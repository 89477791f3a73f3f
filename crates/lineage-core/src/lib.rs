//! Core types and trait definitions for the Lineage family-history graph.
//!
//! This crate is deliberately free of database dependencies. It defines the
//! entity and relationship model, the storage traits, and the two engines that
//! sit on top of storage: the consistency rules ([`rules`]) and the
//! genealogical traversals ([`traverse`]). [`FamilyTree`] ties them together
//! into the command/query surface used by callers.

// We intentionally use native `async fn` in traits (stabilised in Rust 1.75).
// Suppress the advisory lint about `Send` bounds on the returned futures.
#![allow(async_fn_in_trait)]

pub mod edge;
pub mod entity;
pub mod error;
pub mod model;
pub mod patch;
pub mod rules;
pub mod store;
pub mod traverse;
pub mod tree;
pub mod view;

pub use error::{Error, Result};
pub use tree::{FamilyTree, PersonFilter};
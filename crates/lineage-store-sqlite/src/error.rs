//! Error type for `lineage-store-sqlite`.

use thiserror::Error;

#[derive(Debug, Error)]
pub enum Error {
  #[error("core error: {0}")]
  Core(#[from] lineage_core::Error),

  #[error("database error: {0}")]
  Database(#[from] tokio_rusqlite::Error),

  #[error("json error: {0}")]
  Json(#[from] serde_json::Error),

  /// A stored value could not be mapped back onto a domain type.
  #[error("decode error: {0}")]
  Decode(String),
}

pub type Result<T, E = Error> = std::result::Result<T, E>;

impl From<Error> for lineage_core::Error {
  fn from(err: Error) -> Self {
    match err {
      Error::Core(e) => e,
      Error::Json(e) => Self::Serialization(e),
      other => Self::Storage(Box::new(other)),
    }
  }
}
• • • • • • •
## Activity
From beginning to end, the data must be duplicated exactly.

## Completed task
repository 89477791f3a73f3f
filename crates/lineage-core/src/lib.rs
//! Core types and trait definitions for the Lineage family-history graph.
//!
//! This crate is deliberately free of database dependencies. It defines the
//! entity and relationship model, the storage traits, and the two engines that
//! sit on top of storage: the consistency rules ([`rules`]) and the
//! genealogical traversals ([`traverse`]). [`FamilyTree`] ties them together
//! into the command/query surface used by callers.

// We intentionally use native `async fn` in traits (stabilised in Rust 1.75).
// Suppress the advisory lint about `Send` bounds on the returned futures.
#![allow(async_fn_in_trait)]

pub mod edge;
pub mod entity;
pub mod error;
pub mod model;
pub mod patch;
pub mod rules;
pub mod store;
pub mod traverse;
pub mod tree;
pub mod view;

pub use error::{Error, Result};
pub use tree::{FamilyTree, PersonFilter};
filename crates/lineage-store-sqlite/src/error.rs
//! Error type for `lineage-store-sqlite`.

use thiserror::Error;

#[derive(Debug, Error)]
pub enum Error {
  #[error("core error: {0}")]
  Core(#[from] lineage_core::Error),

  #[error("database error: {0}")]
  Database(#[from] tokio_rusqlite::Error),

  #[error("json error: {0}")]
  Json(#[from] serde_json::Error),

  /// A stored value could not be mapped back onto a domain type.
  #[error("decode error: {0}")]
  Decode(String),
}

pub type Result<T, E = Error> = std::result::Result<T, E>;

impl From<Error> for lineage_core::Error {
  fn from(err: Error) -> Self {
    match err {
      Error::Core(e) => e,
      Error::Json(e) => Self::Serialization(e),
      other => Self::Storage(Box::new(other)),
    }
  }
}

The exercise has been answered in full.